I've been looking into the term "grindhouse fiction," and as mentioned before, I'm not the first to use it. Thing is, I didn't grow up on 42nd Street, sneaking into dodgy theaters and watching Linda Blair take prison showers. I did, however, see a lot of that stuff on cable as a kid. Still, "basic cable fiction" doesn't quite have the oomph I'm looking for, let alone "premium channel late night fiction," or even "bottom shelf VHS fiction."
Not that it matters what we call this stuff... Except when it does. During this quest, I've become intrigued by the bizarro fiction movement, which has been going strong for about a decade. I have a few anthologies lined up for purchase, but more importantly, I'm starting to realize that what I write, what I've been writing for nearly twenty years, can be described as such.

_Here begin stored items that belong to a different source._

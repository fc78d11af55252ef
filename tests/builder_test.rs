//! Tests for TreeBuilder

use std::path::PathBuf;

use tempfile::TempDir;

use wlrender::domain::{Node, Tree, TreeBuilder};

fn create_list_file(dir: &TempDir, name: &str, content: &str) -> PathBuf {
    let path = dir.path().join(name);
    if let Some(parent) = path.parent() {
        std::fs::create_dir_all(parent).ok();
    }
    std::fs::write(&path, content).expect("write wordlist file");
    path
}

fn subtree<'a>(tree: &'a Tree, key: &str) -> &'a Tree {
    match tree.get(key) {
        Some(Node::Dir(sub)) => sub,
        other => panic!("expected directory node at {:?}, got {:?}", key, other),
    }
}

fn words<'a>(tree: &'a Tree, key: &str) -> &'a [String] {
    match tree.get(key) {
        Some(Node::List(list)) => list.words(),
        other => panic!("expected wordlist node at {:?}, got {:?}", key, other),
    }
}

#[test]
fn given_nested_directories_when_building_then_mirrors_hierarchy() {
    // Arrange
    let temp = TempDir::new().unwrap();
    create_list_file(&temp, "a/one.txt", "alpha\nbeta\n");
    create_list_file(&temp, "a/sub/two.txt", "gamma\n");

    // Act
    let tree = TreeBuilder::new(true).build(temp.path()).unwrap();

    // Assert
    let a = subtree(&tree, "a");
    assert_eq!(words(a, "one"), ["alpha", "beta"]);
    assert_eq!(words(subtree(a, "sub"), "two"), ["gamma"]);
}

#[test]
fn given_non_txt_files_when_building_then_skips_them_silently() {
    // Arrange
    let temp = TempDir::new().unwrap();
    create_list_file(&temp, "kept.txt", "word\n");
    create_list_file(&temp, "notes.md", "ignored\n");
    create_list_file(&temp, "README", "ignored\n");

    // Act
    let tree = TreeBuilder::new(true).build(temp.path()).unwrap();

    // Assert
    assert_eq!(tree.len(), 1);
    assert_eq!(words(&tree, "kept"), ["word"]);
}

#[test]
fn given_txt_file_when_building_then_key_is_stem() {
    let temp = TempDir::new().unwrap();
    create_list_file(&temp, "lorem.txt", "x\n");

    let tree = TreeBuilder::new(true).build(temp.path()).unwrap();

    assert!(tree.contains_key("lorem"));
    assert!(!tree.contains_key("lorem.txt"));
}

#[test]
fn given_file_with_padding_and_blank_lines_when_building_then_lines_are_trimmed() {
    let temp = TempDir::new().unwrap();
    create_list_file(&temp, "list.txt", "alpha\n  beta  \n\ngamma\n");

    let tree = TreeBuilder::new(true).build(temp.path()).unwrap();

    assert_eq!(words(&tree, "list"), ["alpha", "beta", "gamma"]);
}

#[test]
fn given_file_without_final_newline_when_building_then_last_line_kept() {
    let temp = TempDir::new().unwrap();
    create_list_file(&temp, "list.txt", "alpha\ngamma");

    let tree = TreeBuilder::new(true).build(temp.path()).unwrap();

    assert_eq!(words(&tree, "list"), ["alpha", "gamma"]);
}

#[test]
fn given_empty_subdirectory_when_building_then_creates_empty_dir_node() {
    let temp = TempDir::new().unwrap();
    std::fs::create_dir(temp.path().join("empty")).unwrap();

    let tree = TreeBuilder::new(true).build(temp.path()).unwrap();

    assert!(subtree(&tree, "empty").is_empty());
}

#[test]
fn given_nonexistent_root_when_building_then_errors() {
    let result = TreeBuilder::new(true).build(std::path::Path::new("/nonexistent/wordlists"));
    assert!(result.is_err());
}

#[test]
fn given_file_as_root_when_building_then_errors() {
    let temp = TempDir::new().unwrap();
    let file = create_list_file(&temp, "list.txt", "x\n");

    let result = TreeBuilder::new(true).build(&file);

    assert!(result.is_err());
}

#[test]
fn given_quiet_or_not_when_building_then_trees_are_identical() {
    let temp = TempDir::new().unwrap();
    create_list_file(&temp, "a/one.txt", "alpha\n");
    create_list_file(&temp, "two.txt", "beta\n");

    let loud = TreeBuilder::new(false).build(temp.path()).unwrap();
    let quiet = TreeBuilder::new(true).build(temp.path()).unwrap();

    assert_eq!(loud, quiet);
}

Even when I was writing screenplays, with no hope of production or perusal, the shit was weird. Evil doppelgangers lured their lily-white counterparts into bullet-riddled hellscapes. Visions of a dead woman haunted both her widower husband and her killer. Vampires spent the night in a jail cell, in a battle of shotguns and shape-shifting. They were my take on everything that had fed my cable- and caffeine-addled young mind, a brain in its early twenties, its neural pathways not yet savaged by the realities of adulthood.
I'm 39 now. I've transcended much the early adulthood smackdown, and have come out a guy who writes weird, action-packed stories about moody, violent hipsters. I want more.

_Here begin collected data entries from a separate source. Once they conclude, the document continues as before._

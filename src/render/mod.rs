//! Output renderers: one fixed, small set of formats.

pub mod json;
pub mod rant;

use std::fmt;
use std::fs::File;
use std::io::{BufWriter, Write};
use std::path::{Path, PathBuf};

use clap::ValueEnum;
use thiserror::Error;
use tracing::instrument;

use crate::domain::Tree;

/// Selectable output formats.
#[derive(ValueEnum, Debug, Clone, Copy, PartialEq, Eq)]
pub enum OutputFormat {
    /// Nested JSON objects/arrays
    Json,
    /// Rant module definition
    Rant,
}

impl fmt::Display for OutputFormat {
    fn fmt(&self, f: &mut fmt::Formatter<'_>) -> fmt::Result {
        match self {
            OutputFormat::Json => write!(f, "json"),
            OutputFormat::Rant => write!(f, "rant"),
        }
    }
}

#[derive(Error, Debug)]
pub enum RenderError {
    #[error("cannot create output file {path}")]
    Create {
        path: PathBuf,
        #[source]
        source: std::io::Error,
    },

    #[error("failed to write output")]
    Io(#[from] std::io::Error),

    #[error("failed to serialize tree")]
    Json(#[from] serde_json::Error),
}

/// Result type for render operations.
pub type RenderResult<T> = Result<T, RenderError>;

/// Summary of a completed render.
#[derive(Debug, Clone, Copy, PartialEq, Eq)]
pub struct RenderStats {
    /// Wordlists written to the output file
    pub lists: usize,
}

/// Render `tree` to `outpath` in the given format, overwriting any existing
/// file.
#[instrument(level = "debug", skip(tree))]
pub fn render(
    format: OutputFormat,
    tree: &Tree,
    outpath: &Path,
    quiet: bool,
) -> RenderResult<RenderStats> {
    let file = File::create(outpath).map_err(|e| RenderError::Create {
        path: outpath.to_path_buf(),
        source: e,
    })?;
    let mut writer = BufWriter::new(file);
    let stats = match format {
        OutputFormat::Json => json::write_json(tree, &mut writer)?,
        OutputFormat::Rant => rant::write_rant(tree, &mut writer, quiet)?,
    };
    writer.flush()?;
    Ok(stats)
}
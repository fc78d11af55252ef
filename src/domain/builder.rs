//! Scans a directory tree into a wordlist [`Tree`].

use std::fs;
use std::path::Path;

use tracing::{debug, instrument};
use walkdir::WalkDir;

use crate::domain::entities::{Node, Tree, WordList};
use crate::domain::error::{DomainError, DomainResult};

const LIST_SUFFIX: &str = ".txt";

/// Builds a [`Tree`] mirroring a directory hierarchy.
///
/// Directories become sub-trees under their literal name, `.txt` files become
/// wordlists under their stem, anything else is skipped silently. Entry order
/// is the filesystem listing order, depth-first.
pub struct TreeBuilder {
    quiet: bool,
}

impl TreeBuilder {
    pub fn new(quiet: bool) -> Self {
        Self { quiet }
    }

    #[instrument(level = "debug", skip(self))]
    pub fn build(&self, root: &Path) -> DomainResult<Tree> {
        if !root.is_dir() {
            return Err(DomainError::NotADirectory(root.to_path_buf()));
        }

        let mut tree = Tree::new();
        for entry in WalkDir::new(root).min_depth(1) {
            let entry = entry.map_err(|e| DomainError::Scan {
                path: root.to_path_buf(),
                source: e,
            })?;
            let rel = entry.path().strip_prefix(root).unwrap_or(entry.path());

            if entry.file_type().is_dir() {
                let name = entry_key(entry.path(), entry.file_name())?;
                debug!("descending into {}", entry.path().display());
                subtree_mut(&mut tree, rel.parent())?.insert(name, Node::Dir(Tree::new()));
            } else if entry.file_type().is_file() {
                let name = entry_key(entry.path(), entry.file_name())?;
                let Some(stem) = name.strip_suffix(LIST_SUFFIX) else {
                    continue;
                };
                if !self.quiet {
                    println!("reading {}", entry.path().display());
                }
                let content = fs::read_to_string(entry.path()).map_err(|e| DomainError::Read {
                    path: entry.path().to_path_buf(),
                    source: e,
                })?;
                let list = WordList::parse(&content);
                subtree_mut(&mut tree, rel.parent())?
                    .insert(stem.to_string(), Node::List(list));
            }
        }
        Ok(tree)
    }
}

fn entry_key(path: &Path, name: &std::ffi::OsStr) -> DomainResult<String> {
    name.to_str()
        .map(String::from)
        .ok_or_else(|| DomainError::NonUnicodeName(path.to_path_buf()))
}

/// Walk down to the sub-tree for `rel_dir`, relative to the scan root.
///
/// Parent directories are always yielded before their contents, so every
/// ancestor already exists as a `Dir` node.
fn subtree_mut<'a>(tree: &'a mut Tree, rel_dir: Option<&Path>) -> DomainResult<&'a mut Tree> {
    let mut cur = tree;
    let Some(rel_dir) = rel_dir else {
        return Ok(cur);
    };
    for comp in rel_dir.components() {
        let key = comp
            .as_os_str()
            .to_str()
            .ok_or_else(|| DomainError::NonUnicodeName(rel_dir.to_path_buf()))?;
        cur = match cur
            .entry(key.to_string())
            .or_insert_with(|| Node::Dir(Tree::new()))
        {
            Node::Dir(sub) => sub,
            // The walk yields a directory before its contents, so every
            // ancestor is already a Dir node.
            Node::List(_) => return Err(DomainError::NotADirectory(rel_dir.to_path_buf())),
        };
    }
    Ok(cur)
}
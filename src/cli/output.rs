//! Terminal output formatting with colors
//!
//! Respects NO_COLOR, CLICOLOR, CLICOLOR_FORCE automatically.

use colored::Colorize;

/// Print warning (yellow "Warning:" prefix) to stderr
pub fn warning(msg: &(impl std::fmt::Display + ?Sized)) {
    eprintln!("{}: {}", "Warning".yellow(), msg);
}

/// Print success status (green checkmark)
pub fn success(msg: &(impl std::fmt::Display + ?Sized)) {
    println!("{} {}", "✓".green(), msg);
}
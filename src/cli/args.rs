//! CLI argument definitions using clap

use std::path::PathBuf;

use clap::{Parser, ValueHint};

use crate::render::OutputFormat;

/// Renders single-file versions of wordlist directories
#[derive(Parser, Debug)]
#[command(name = "wlrender")]
#[command(author, version, about, long_about = None)]
pub struct Cli {
    /// Output file
    #[arg(value_hint = ValueHint::FilePath, required_unless_present = "generator")]
    pub outfile: Option<PathBuf>,

    /// What type of file to render
    #[arg(short, long, value_enum, default_value_t = OutputFormat::Json)]
    pub output: OutputFormat,

    /// Suppress progress output
    #[arg(short, long)]
    pub quiet: bool,

    /// Directory to scan for wordlists
    #[arg(short, long, default_value = ".", value_hint = ValueHint::DirPath)]
    pub root: PathBuf,

    /// Fail if any wordlist contains duplicate entries
    #[arg(short, long)]
    pub check: bool,

    /// Increase log verbosity (-d, -dd, -ddd)
    #[arg(short, long, action = clap::ArgAction::Count)]
    pub debug: u8,

    /// Generate shell completions and exit
    #[arg(long = "generate", value_enum, value_name = "SHELL")]
    pub generator: Option<clap_complete::Shell>,
}
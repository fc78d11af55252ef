//! Domain layer: the wordlist tree and the builder that scans it from disk.

pub mod builder;
pub mod entities;
pub mod error;

pub use builder::TreeBuilder;
pub use entities::{count_lists, find_duplicates, Node, Tree, WordList};
pub use error::{DomainError, DomainResult};
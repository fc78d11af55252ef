//! Domain-level errors

use std::path::PathBuf;
use thiserror::Error;

#[derive(Error, Debug)]
pub enum DomainError {
    #[error("not a directory: {0}")]
    NotADirectory(PathBuf),

    #[error("failed to scan {path}")]
    Scan {
        path: PathBuf,
        #[source]
        source: walkdir::Error,
    },

    #[error("failed to read {path}")]
    Read {
        path: PathBuf,
        #[source]
        source: std::io::Error,
    },

    #[error("file name is not valid Unicode: {0}")]
    NonUnicodeName(PathBuf),
}

/// Result type for domain operations.
pub type DomainResult<T> = Result<T, DomainError>;
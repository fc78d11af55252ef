//! wlrender: renders a directory tree of `.txt` wordlists into a single file.
//!
//! The `domain` layer scans the filesystem and builds the in-memory tree,
//! `render` turns that tree into an output format, and `cli` wires both to
//! the command line.

pub mod cli;
pub mod domain;
pub mod exitcode;
pub mod render;

pub use domain::{Node, Tree, TreeBuilder, WordList};
pub use render::OutputFormat;
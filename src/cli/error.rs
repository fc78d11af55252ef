//! CLI-level errors (wraps domain and render errors)

use thiserror::Error;

use crate::domain::DomainError;
use crate::render::RenderError;

/// CLI errors are the top-level error type.
/// These are what get displayed to the user.
#[derive(Error, Debug)]
pub enum CliError {
    #[error("{0}")]
    Domain(#[from] DomainError),

    #[error("{0}")]
    Render(#[from] RenderError),

    #[error("{lists} wordlist(s) contain duplicate entries")]
    DuplicateEntries { lists: usize },
}

/// Result type for CLI operations.
pub type CliResult<T> = Result<T, CliError>;

impl CliError {
    /// Get the appropriate exit code for this error.
    pub fn exit_code(&self) -> i32 {
        match self {
            CliError::Domain(e) => match e {
                DomainError::NotADirectory(_) => crate::exitcode::NOINPUT,
                DomainError::Scan { .. }
                | DomainError::Read { .. }
                | DomainError::NonUnicodeName(_) => crate::exitcode::IOERR,
            },
            CliError::Render(e) => match e {
                RenderError::Create { .. } => crate::exitcode::CANTCREAT,
                RenderError::Io(_) | RenderError::Json(_) => crate::exitcode::IOERR,
            },
            CliError::DuplicateEntries { .. } => crate::exitcode::DATAERR,
        }
    }
}
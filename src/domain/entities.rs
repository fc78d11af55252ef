//! Domain entities: the wordlist tree

use indexmap::IndexMap;
use serde::Serialize;

/// One directory level: entry name -> node, in filesystem listing order.
///
/// Insertion order is meaningful and must survive serialization, hence an
/// index map rather than a sorted one.
pub type Tree = IndexMap<String, Node>;

/// A single entry in a [`Tree`].
#[derive(Debug, Clone, PartialEq, Eq, Serialize)]
#[serde(untagged)]
pub enum Node {
    /// A `.txt` file, keyed by its stem.
    List(WordList),
    /// A subdirectory, keyed by its literal name.
    Dir(Tree),
}

/// An ordered sequence of words, one per trimmed non-empty line of a source
/// file.
#[derive(Debug, Clone, PartialEq, Eq, Default, Serialize)]
#[serde(transparent)]
pub struct WordList {
    words: Vec<String>,
}

impl WordList {
    /// Parse file content into a wordlist.
    ///
    /// Each line is trimmed of leading/trailing whitespace (including the
    /// terminator); lines empty after trimming produce no entry. A final line
    /// without a trailing newline is a regular entry.
    pub fn parse(content: &str) -> Self {
        let words = content
            .lines()
            .map(str::trim)
            .filter(|line| !line.is_empty())
            .map(String::from)
            .collect();
        Self { words }
    }

    pub fn words(&self) -> &[String] {
        &self.words
    }

    pub fn len(&self) -> usize {
        self.words.len()
    }

    pub fn is_empty(&self) -> bool {
        self.words.is_empty()
    }

    /// Words occurring more than once, in first-occurrence order.
    pub fn duplicates(&self) -> Vec<&str> {
        let mut seen = std::collections::HashSet::new();
        let mut dups = Vec::new();
        for word in &self.words {
            if !seen.insert(word.as_str()) && !dups.contains(&word.as_str()) {
                dups.push(word.as_str());
            }
        }
        dups
    }
}

/// Number of wordlists in the tree, at any depth.
pub fn count_lists(tree: &Tree) -> usize {
    tree.values()
        .map(|node| match node {
            Node::List(_) => 1,
            Node::Dir(sub) => count_lists(sub),
        })
        .sum()
}

/// All wordlists containing duplicate entries, as (slash-joined path,
/// duplicated words) pairs in tree order.
pub fn find_duplicates(tree: &Tree) -> Vec<(String, Vec<String>)> {
    let mut found = Vec::new();
    collect_duplicates(tree, None, &mut found);
    found
}

fn collect_duplicates(tree: &Tree, prefix: Option<&str>, found: &mut Vec<(String, Vec<String>)>) {
    for (key, node) in tree {
        let path = match prefix {
            Some(p) => format!("{}/{}", p, key),
            None => key.clone(),
        };
        match node {
            Node::List(list) => {
                let dups = list.duplicates();
                if !dups.is_empty() {
                    found.push((path, dups.into_iter().map(String::from).collect()));
                }
            }
            Node::Dir(sub) => collect_duplicates(sub, Some(&path), found),
        }
    }
}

That's why the bizarro (and post-bizarro) label intrigues me. For starters, I know I'm not alone. There are writers who have been doing this as long as I have, many even longer, who had the gumption to publish as indies long before I had discovered podcasts about doing so, let alone self-help books. They're likely a lot of fun to read, some of them even thoughtful. There's bound to be a ton (figuratively and literally) who are better at it than I am.

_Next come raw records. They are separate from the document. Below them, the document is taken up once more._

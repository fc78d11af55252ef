use std::path::Path;

use tracing::{debug, instrument};

use crate::cli::args::Cli;
use crate::cli::error::{CliError, CliResult};
use crate::cli::output;
use crate::domain::{find_duplicates, Tree, TreeBuilder};
use crate::render;

pub fn execute_command(cli: &Cli) -> CliResult<()> {
    let Some(outfile) = cli.outfile.as_deref() else {
        // Only reachable with --generate, which main handles before dispatch.
        return Ok(());
    };

    let builder = TreeBuilder::new(cli.quiet);
    let tree = builder.build(&cli.root)?;

    if cli.check {
        check_duplicates(&tree)?;
    }

    render_tree(&tree, cli.output, outfile, cli.quiet)
}

#[instrument(level = "debug", skip(tree))]
fn check_duplicates(tree: &Tree) -> CliResult<()> {
    let offenders = find_duplicates(tree);
    for (path, words) in &offenders {
        output::warning(&format!(
            "duplicate entries in {}: {}",
            path,
            words.join(", ")
        ));
    }
    if offenders.is_empty() {
        Ok(())
    } else {
        Err(CliError::DuplicateEntries {
            lists: offenders.len(),
        })
    }
}

#[instrument(level = "debug", skip(tree))]
fn render_tree(
    tree: &Tree,
    format: render::OutputFormat,
    outfile: &Path,
    quiet: bool,
) -> CliResult<()> {
    debug!("rendering {} to {}", format, outfile.display());
    let stats = render::render(format, tree, outfile, quiet)?;
    if !quiet {
        output::success(&format!(
            "wrote {} ({} wordlists)",
            outfile.display(),
            stats.lists
        ));
    }
    Ok(())
}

What this means is I have to up my game, which has always been in the cards. Speed Queen began as a straight crime novel, then wound up with a murder by Christmas tree. Its sequels get even weirder, and can't really be classified as crime books anymore. This is a stronger concoction, brought on by multiple genres of B-movies and real-life changes in technology. In the eighties, killbots were the stuff of cheap science fiction. Now we use them to take out terrorists. Putting them in a series that was originally more Sin City than cyberpunk feels natural to me.
I want more, though. I want to be a part of something, yet be able to stand on my own as a writer. I want to create, develop, and expose to the world a fiction that has already cut its feet on the old mass media fragments. Fiction that has bled, yanked out the glass, and kept going. Always odd, sometimes dark fiction that dares to inspire, as corny as that may sound.
I have no idea what to call the motherfucker, but I know I'm in good company.